Beim Golfplatz sind die Vorzeichen andere, da er kein Ort für alle ist, also nur für zahlende Mitglieder offen sein will. Tatsächlich kann aber jeder auf den Platz gehen und wird toleriert, solange er das Spiel nicht stört. Auf dem Gelände herrscht eine angenehme Anonymität, da jeder jedem aus dem Weg geht, aus Notwendigkeit (fliegende Golfbälle) und aus sozialem Kalkül („Mind your own business.“). Der Golfplatz ist keine konfliktschwache oder konfliktscheue Landschaft, sondern eine Landschaft ohne Konflikte.
Die Verbotsschilder an den Grenzen des Golfkurses wirken so als effizienter Filter, durch den laute, grelle Existenzen nicht hindurchdringen. Merkwürdigerweise trauen sich gerade die aufdringlichen Menschen hier nicht hin, fühlen sich nicht in ihrem Element und bleiben außen vor. Die exklusive Gesellschaft der Golfer wirkt offenkundig abschreckend.

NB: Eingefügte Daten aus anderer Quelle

impl State {
    fn purge_expired(&mut self, key: &str) {
        if let Some(deadline) = self.expirations.get(key) {
            if Instant::now() >= *deadline {
                self.expirations.remove(key);
                self.strings.remove(key);
                self.hashes.remove(key);
                self.lists.remove(key);
                self.zsets.remove(key);
            }
        }
    }

    fn publish(&mut self, channel: &str, message: &str) {
        if let Some(sender) = self.channels.get(channel) {
            // No subscribers is not an error, same as Redis.
            let _ = sender.send(message.to_string());
        }
    }

    fn apply(&mut self, op: &StoreOp) {
        match op {
            StoreOp::Set { key, value } => {
                self.expirations.remove(key);
                self.strings.insert(key.clone(), value.clone());
            }
            StoreOp::SetEx {
                key,
                value,
                ttl_secs,
            } => {
                self.strings.insert(key.clone(), value.clone());
                self.expirations
                    .insert(key.clone(), Instant::now() + Duration::from_secs(*ttl_secs));
            }
            StoreOp::Del { key } => {
                self.expirations.remove(key);
                self.strings.remove(key);
                self.hashes.remove(key);
                self.lists.remove(key);
                self.zsets.remove(key);
            }
            StoreOp::Expire { key, ttl_secs } => {
                self.expirations
                    .insert(key.clone(), Instant::now() + Duration::from_secs(*ttl_secs));
            }
            StoreOp::LPush { key, value } => {
                self.lists
                    .entry(key.clone())
                    .or_default()
                    .push_front(value.clone());
            }
            StoreOp::RPush { key, value } => {
                self.lists
                    .entry(key.clone())
                    .or_default()
                    .push_back(value.clone());
            }
            StoreOp::LRem { key, count, value } => {
                self.lrem(key, *count, value);
            }
            StoreOp::ZAdd { key, member, score } => {
                let set = self.zsets.entry(key.clone()).or_default();
                set.retain(|(m, _)| m != member);
                set.push((member.clone(), *score));
            }
            StoreOp::ZRem { key, member } => {
                if let Some(set) = self.zsets.get_mut(key) {
                    set.retain(|(m, _)| m != member);
                }
            }
            StoreOp::HSet { key, fields } => {
                let hash = self.hashes.entry(key.clone()).or_default();
                for (field, value) in fields {
                    hash.insert(field.clone(), value.clone());
                }
            }
            StoreOp::Publish { channel, message } => {
                self.publish(channel, message);
            }
        }
    }

    fn lrem(&mut self, key: &str, count: i64, value: &str) -> u64 {
        let Some(list) = self.lists.get_mut(key) else {
            return 0;
        };
        let mut removed = 0u64;
        let limit = if count == 0 { u64::MAX } else { count.unsigned_abs() };

        if count >= 0 {
            let mut kept = VecDeque::with_capacity(list.len());
            for item in list.drain(..) {
                if removed < limit && item == value {
                    removed += 1;
                } else {
                    kept.push_back(item);
                }
            }
            *list = kept;
        } else {
            let mut kept = VecDeque::with_capacity(list.len());
            for item in list.drain(..).rev() {
                if removed < limit && item == value {
                    removed += 1;
                } else {
                    kept.push_front(item);
                }
            }
            *list = kept;
        }
        removed
    }
}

Etwas abschreckend kann auch der Charakter des Golfplatzes als Pornolandschaft sein. Pornohaftigkeit bedeutet allgemein, eine schöne, übersteigert perfekte Pseudowirklichkeit entstehen zu lassen. Die Landschaft als Porno definiert sich durch potenzierte Schönheitswirkung, welche die übliche Wirklichkeit aufhebt.
Ein typisches Pornomotiv ist so der Bauerngarten, bei dem das Grün durch beständiges Hinzufügen blühender Pflanzen aufgepeppt wird, um Üppigkeit und Schönfarbigkeit zu steigern. Ziel ist eine fotogene und vorzeigbare Wirklichkeit.

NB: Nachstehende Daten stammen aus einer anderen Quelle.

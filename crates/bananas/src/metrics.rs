//! Metrics for queue monitoring.
//!
//! Uses the `metrics` facade; wiring an exporter is the embedding
//! process's concern.

use metrics::{describe_counter, describe_gauge, describe_histogram};

/// Metric names.
pub mod names {
    /// Total jobs enqueued.
    pub const JOBS_ENQUEUED_TOTAL: &str = "bananas_jobs_enqueued_total";
    /// Total jobs dequeued for processing.
    pub const JOBS_DEQUEUED_TOTAL: &str = "bananas_jobs_dequeued_total";
    /// Total jobs completed successfully.
    pub const JOBS_COMPLETED_TOTAL: &str = "bananas_jobs_completed_total";
    /// Total job executions that failed.
    pub const JOBS_FAILED_TOTAL: &str = "bananas_jobs_failed_total";
    /// Total retries scheduled.
    pub const JOBS_RETRIED_TOTAL: &str = "bananas_jobs_retried_total";
    /// Total jobs moved to the dead-letter queue.
    pub const JOBS_DEAD_LETTERED_TOTAL: &str = "bananas_jobs_dead_lettered_total";
    /// Total jobs promoted from the delayed set to ready queues.
    pub const JOBS_PROMOTED_TOTAL: &str = "bananas_jobs_promoted_total";
    /// Total stuck jobs requeued by the reaper.
    pub const JOBS_REAPED_TOTAL: &str = "bananas_jobs_reaped_total";
    /// Total orphaned ids routed to the dead-letter queue at dequeue.
    pub const JOBS_ORPHANED_TOTAL: &str = "bananas_jobs_orphaned_total";

    /// Total store errors observed by workers.
    pub const STORE_ERRORS_TOTAL: &str = "bananas_store_errors_total";

    /// Total periodic schedules fired.
    pub const SCHEDULES_FIRED_TOTAL: &str = "bananas_schedules_fired_total";
    /// Total schedule lock acquisitions lost to another instance.
    pub const SCHEDULE_LOCK_CONTENTION_TOTAL: &str = "bananas_schedule_lock_contention_total";

    /// Active worker tasks.
    pub const WORKERS_ACTIVE: &str = "bananas_workers_active";

    /// Job execution duration in seconds.
    pub const JOB_DURATION_SECONDS: &str = "bananas_job_duration_seconds";
}

/// Registers descriptions for all metrics.
pub fn register_metrics() {
    describe_counter!(names::JOBS_ENQUEUED_TOTAL, "Total number of jobs enqueued");
    describe_counter!(
        names::JOBS_DEQUEUED_TOTAL,
        "Total number of jobs dequeued for processing"
    );
    describe_counter!(
        names::JOBS_COMPLETED_TOTAL,
        "Total number of jobs completed successfully"
    );
    describe_counter!(
        names::JOBS_FAILED_TOTAL,
        "Total number of failed job executions"
    );
    describe_counter!(names::JOBS_RETRIED_TOTAL, "Total number of retries scheduled");
    describe_counter!(
        names::JOBS_DEAD_LETTERED_TOTAL,
        "Total number of jobs moved to the dead-letter queue"
    );
    describe_counter!(
        names::JOBS_PROMOTED_TOTAL,
        "Total number of jobs promoted from the delayed set"
    );
    describe_counter!(
        names::JOBS_REAPED_TOTAL,
        "Total number of stuck jobs requeued by the reaper"
    );
    describe_counter!(
        names::JOBS_ORPHANED_TOTAL,
        "Total number of orphaned ids found at dequeue"
    );
    describe_counter!(
        names::STORE_ERRORS_TOTAL,
        "Total number of store errors observed by workers"
    );
    describe_counter!(
        names::SCHEDULES_FIRED_TOTAL,
        "Total number of periodic schedules fired"
    );
    describe_counter!(
        names::SCHEDULE_LOCK_CONTENTION_TOTAL,
        "Total number of schedule fires skipped due to lock contention"
    );
    describe_gauge!(names::WORKERS_ACTIVE, "Number of active worker tasks");
    describe_histogram!(
        names::JOB_DURATION_SECONDS,
        "Job execution duration in seconds"
    );
}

Der Golfplatz ist auch so eine unwirklich-wirkliche Landschaft. Allein die Deklination der Farbe Grün erfüllt schon das Porno-Kriterium, umso mehr die gefällige Welligkeit des Geländes, die Blickbesänftigung betreibt. Wenn es aber im Winter früh dunkel wird, dann geschieht es mit dem Golfplatz.
Zunächst betritt eine Zwischenbevölkerung den Platz, Leute mit Hund, die hastig über die Bahnen schreiten und noch die letzten Lichtstrahlen nutzen. Sie kommen immer dann, wenn die letzten Golfspieler den Ort verlassen, weil sie den Ball nicht mehr richtig sehen. Danach ist der Ort verlassen und eine angenehme traurige Verlassenheit breitet sich über ihn aus.

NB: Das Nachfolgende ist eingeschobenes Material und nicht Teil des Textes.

//! Configuration for the task queue system.

use crate::error::{BananasError, BananasResult};
use crate::job::{validate_routing_key, Priority};
use serde::{Deserialize, Serialize};
use std::time::Duration;

/// Top-level configuration.
#[derive(Debug, Clone, Default, Serialize, Deserialize)]
pub struct BananasConfig {
    /// Store connection configuration.
    #[serde(default)]
    pub store: StoreConfig,

    /// Worker pool configuration.
    #[serde(default)]
    pub worker: WorkerConfig,

    /// Queue engine configuration.
    #[serde(default)]
    pub queue: QueueConfig,

    /// Result backend configuration.
    #[serde(default)]
    pub result: ResultConfig,

    /// Scheduler configuration.
    #[serde(default)]
    pub scheduler: SchedulerConfig,
}

impl BananasConfig {
    /// Validates the configuration; errors here are fatal at bootstrap.
    pub fn validate(&self) -> BananasResult<()> {
        if self.store.url.is_empty() {
            return Err(BananasError::Configuration(
                "store.url must be set".to_string(),
            ));
        }

        if self.worker.mode != WorkerMode::SchedulerOnly {
            if self.worker.concurrency == 0 {
                return Err(BananasError::Configuration(
                    "worker.concurrency must be at least 1".to_string(),
                ));
            }
            if self.worker.priorities.is_empty() {
                return Err(BananasError::Configuration(
                    "worker.priorities must not be empty".to_string(),
                ));
            }
            if self.worker.routing_keys.is_empty() {
                return Err(BananasError::Configuration(
                    "worker.routing_keys must not be empty".to_string(),
                ));
            }
            for rk in &self.worker.routing_keys {
                validate_routing_key(rk)?;
            }
        }

        if self.worker.mode == WorkerMode::JobSpecialized
            && self.worker.job_types.as_ref().map_or(true, Vec::is_empty)
        {
            return Err(BananasError::Configuration(
                "worker.job_types is required in job-specialized mode".to_string(),
            ));
        }

        // The store read timeout must outlast a blocking pop.
        if self.store.read_timeout_secs <= self.worker.block_timeout_secs {
            return Err(BananasError::Configuration(format!(
                "store.read_timeout_secs ({}) must exceed worker.block_timeout_secs ({})",
                self.store.read_timeout_secs, self.worker.block_timeout_secs
            )));
        }

        Ok(())
    }
}

/// Store connection configuration.
#[derive(Debug, Clone, Serialize, Deserialize)]
pub struct StoreConfig {
    /// Connection URL, e.g. `redis://localhost:6379`.
    #[serde(default = "default_store_url")]
    pub url: String,

    /// Connection pool size. Must cover one connection per worker for the
    /// duration of a blocking pop, plus headroom for other operations.
    #[serde(default = "default_pool_size")]
    pub pool_size: usize,

    /// Read timeout in seconds; must exceed the blocking-pop timeout.
    #[serde(default = "default_read_timeout")]
    pub read_timeout_secs: u64,

    /// Namespace prefix for all keys.
    #[serde(default = "default_key_prefix")]
    pub key_prefix: String,

    /// Initial reconnect backoff after a store error, in seconds.
    #[serde(default = "default_reconnect_base")]
    pub reconnect_base_secs: u64,

    /// Reconnect backoff cap, in seconds.
    #[serde(default = "default_reconnect_cap")]
    pub reconnect_cap_secs: u64,
}

impl Default for StoreConfig {
    fn default() -> Self {
        Self {
            url: default_store_url(),
            pool_size: default_pool_size(),
            read_timeout_secs: default_read_timeout(),
            key_prefix: default_key_prefix(),
            reconnect_base_secs: default_reconnect_base(),
            reconnect_cap_secs: default_reconnect_cap(),
        }
    }
}

fn default_store_url() -> String {
    "redis://localhost:6379".to_string()
}

fn default_pool_size() -> usize {
    16
}

fn default_read_timeout() -> u64 {
    30
}

fn default_key_prefix() -> String {
    crate::keys::DEFAULT_PREFIX.to_string()
}

fn default_reconnect_base() -> u64 {
    2
}

fn default_reconnect_cap() -> u64 {
    30
}

/// Deployment shape of a worker process.
#[derive(Debug, Clone, Copy, PartialEq, Eq, Serialize, Deserialize)]
#[serde(rename_all = "kebab-case")]
pub enum WorkerMode {
    /// Workers plus the scheduler loops in one process.
    Thin,
    /// Workers only; an external process runs the scheduler loops.
    Default,
    /// Workers restricted to a subset of priorities.
    Specialized,
    /// Workers restricted to an allow-list of job names.
    JobSpecialized,
    /// No workers; only the promotion and cron loops run.
    SchedulerOnly,
}

impl Default for WorkerMode {
    fn default() -> Self {
        WorkerMode::Default
    }
}

impl WorkerMode {
    /// Whether this process runs the worker pool.
    pub fn pool_enabled(&self) -> bool {
        *self != WorkerMode::SchedulerOnly
    }

    /// Whether this process runs the promotion and cron loops.
    pub fn scheduler_in_process(&self) -> bool {
        matches!(self, WorkerMode::Thin | WorkerMode::SchedulerOnly)
    }
}

/// Worker pool configuration.
#[derive(Debug, Clone, Serialize, Deserialize)]
pub struct WorkerConfig {
    /// Deployment shape.
    #[serde(default)]
    pub mode: WorkerMode,

    /// Number of concurrent worker tasks.
    #[serde(default = "default_concurrency")]
    pub concurrency: usize,

    /// Ordered priority scan list.
    #[serde(default = "default_priorities")]
    pub priorities: Vec<Priority>,

    /// Ordered routing-key scan list.
    #[serde(default = "default_routing_keys")]
    pub routing_keys: Vec<String>,

    /// Allow-list of job names for job-specialized mode.
    #[serde(default)]
    pub job_types: Option<Vec<String>>,

    /// Blocking-pop timeout in seconds.
    #[serde(default = "default_block_timeout")]
    pub block_timeout_secs: u64,

    /// Shutdown grace period in seconds.
    #[serde(default = "default_shutdown_timeout")]
    pub shutdown_timeout_secs: u64,

    /// Per-job execution deadline in seconds.
    #[serde(default = "default_job_timeout")]
    pub job_timeout_secs: u64,

    /// Default retry budget for submitted jobs.
    #[serde(default = "default_max_retries")]
    pub max_retries: u32,
}

impl Default for WorkerConfig {
    fn default() -> Self {
        Self {
            mode: WorkerMode::default(),
            concurrency: default_concurrency(),
            priorities: default_priorities(),
            routing_keys: default_routing_keys(),
            job_types: None,
            block_timeout_secs: default_block_timeout(),
            shutdown_timeout_secs: default_shutdown_timeout(),
            job_timeout_secs: default_job_timeout(),
            max_retries: default_max_retries(),
        }
    }
}

impl WorkerConfig {
    /// Blocking-pop timeout as a Duration.
    pub fn block_timeout(&self) -> Duration {
        Duration::from_secs(self.block_timeout_secs)
    }

    /// Shutdown grace as a Duration.
    pub fn shutdown_timeout(&self) -> Duration {
        Duration::from_secs(self.shutdown_timeout_secs)
    }

    /// Per-job deadline as a Duration.
    pub fn job_timeout(&self) -> Duration {
        Duration::from_secs(self.job_timeout_secs)
    }
}

fn default_concurrency() -> usize {
    10
}

fn default_priorities() -> Vec<Priority> {
    Priority::ALL.to_vec()
}

fn default_routing_keys() -> Vec<String> {
    vec![crate::job::DEFAULT_ROUTING_KEY.to_string()]
}

fn default_block_timeout() -> u64 {
    5
}

fn default_shutdown_timeout() -> u64 {
    30
}

fn default_job_timeout() -> u64 {
    300
}

fn default_max_retries() -> u32 {
    3
}

/// Queue engine configuration.
#[derive(Debug, Clone, Serialize, Deserialize)]
pub struct QueueConfig {
    /// TTL applied to job records on completion, in seconds.
    #[serde(default = "default_completed_ttl")]
    pub completed_ttl_secs: u64,

    /// TTL applied to job records on terminal failure, in seconds.
    #[serde(default = "default_failed_ttl")]
    pub failed_ttl_secs: u64,

    /// Reaper threshold: jobs stuck in `processing` longer than this are
    /// requeued. Off unless explicitly set; the right value depends on the
    /// deployment's longest legitimate job.
    #[serde(default)]
    pub reap_after_secs: Option<u64>,
}

impl Default for QueueConfig {
    fn default() -> Self {
        Self {
            completed_ttl_secs: default_completed_ttl(),
            failed_ttl_secs: default_failed_ttl(),
            reap_after_secs: None,
        }
    }
}

fn default_completed_ttl() -> u64 {
    86400 // 24 hours
}

fn default_failed_ttl() -> u64 {
    86400 * 7
}

/// Result backend configuration.
#[derive(Debug, Clone, Serialize, Deserialize)]
pub struct ResultConfig {
    /// Whether results are stored at all.
    #[serde(default = "default_result_enabled")]
    pub enabled: bool,

    /// TTL for success records, in seconds.
    #[serde(default = "default_success_ttl")]
    pub success_ttl_secs: u64,

    /// TTL for failure records, in seconds.
    #[serde(default = "default_failure_ttl")]
    pub failure_ttl_secs: u64,
}

impl Default for ResultConfig {
    fn default() -> Self {
        Self {
            enabled: default_result_enabled(),
            success_ttl_secs: default_success_ttl(),
            failure_ttl_secs: default_failure_ttl(),
        }
    }
}

fn default_result_enabled() -> bool {
    true
}

fn default_success_ttl() -> u64 {
    3600 // 1 hour
}

fn default_failure_ttl() -> u64 {
    86400 // 24 hours
}

/// Scheduler configuration (promotion loop and cron scheduler).
#[derive(Debug, Clone, Serialize, Deserialize)]
pub struct SchedulerConfig {
    /// Promotion-loop tick interval in milliseconds.
    #[serde(default = "default_promotion_interval")]
    pub promotion_interval_ms: u64,

    /// Whether the cron scheduler runs.
    #[serde(default = "default_cron_enabled")]
    pub cron_enabled: bool,

    /// Cron tick interval in milliseconds.
    #[serde(default = "default_cron_interval")]
    pub cron_interval_ms: u64,

    /// Per-schedule lock TTL in seconds. Must exceed the worst-case time
    /// from deciding to fire through the enqueue committing.
    #[serde(default = "default_lock_ttl")]
    pub lock_ttl_secs: u64,
}

impl Default for SchedulerConfig {
    fn default() -> Self {
        Self {
            promotion_interval_ms: default_promotion_interval(),
            cron_enabled: default_cron_enabled(),
            cron_interval_ms: default_cron_interval(),
            lock_ttl_secs: default_lock_ttl(),
        }
    }
}

impl SchedulerConfig {
    /// Promotion tick interval as a Duration.
    pub fn promotion_interval(&self) -> Duration {
        Duration::from_millis(self.promotion_interval_ms)
    }

    /// Cron tick interval as a Duration.
    pub fn cron_interval(&self) -> Duration {
        Duration::from_millis(self.cron_interval_ms)
    }
}

fn default_promotion_interval() -> u64 {
    1000
}

fn default_cron_enabled() -> bool {
    true
}

fn default_cron_interval() -> u64 {
    1000
}

fn default_lock_ttl() -> u64 {
    60
}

Der bei Tageslicht bloß schöne Platz wirkt dann weltlos und weltverlassen, eine Trostarmut, die eine Lust am eigenen Leiden hervorbringt. Kälte, dunkle Verschattung und Einsamkeit der Golfbahnen sind lastende Gefühlsgrößen, steigern aber die eigene Lebendigkeit und werden darin zu einer Selbststeigerung, die für sich angenehm ist. Steigt der Abenddunst aus dem Sandbunker auf und vermischt sich mit der nasskalten Luft, kommt es zu einer atmosphärischen Aufladung, die eine angenehme Trübung des Gemüts bewirkt. Kurz: in der Nacht ist der Golfplatz keine Pornolandschaft mehr, sondern wechselt ins ernsthafte Fach der Lust am Leiden.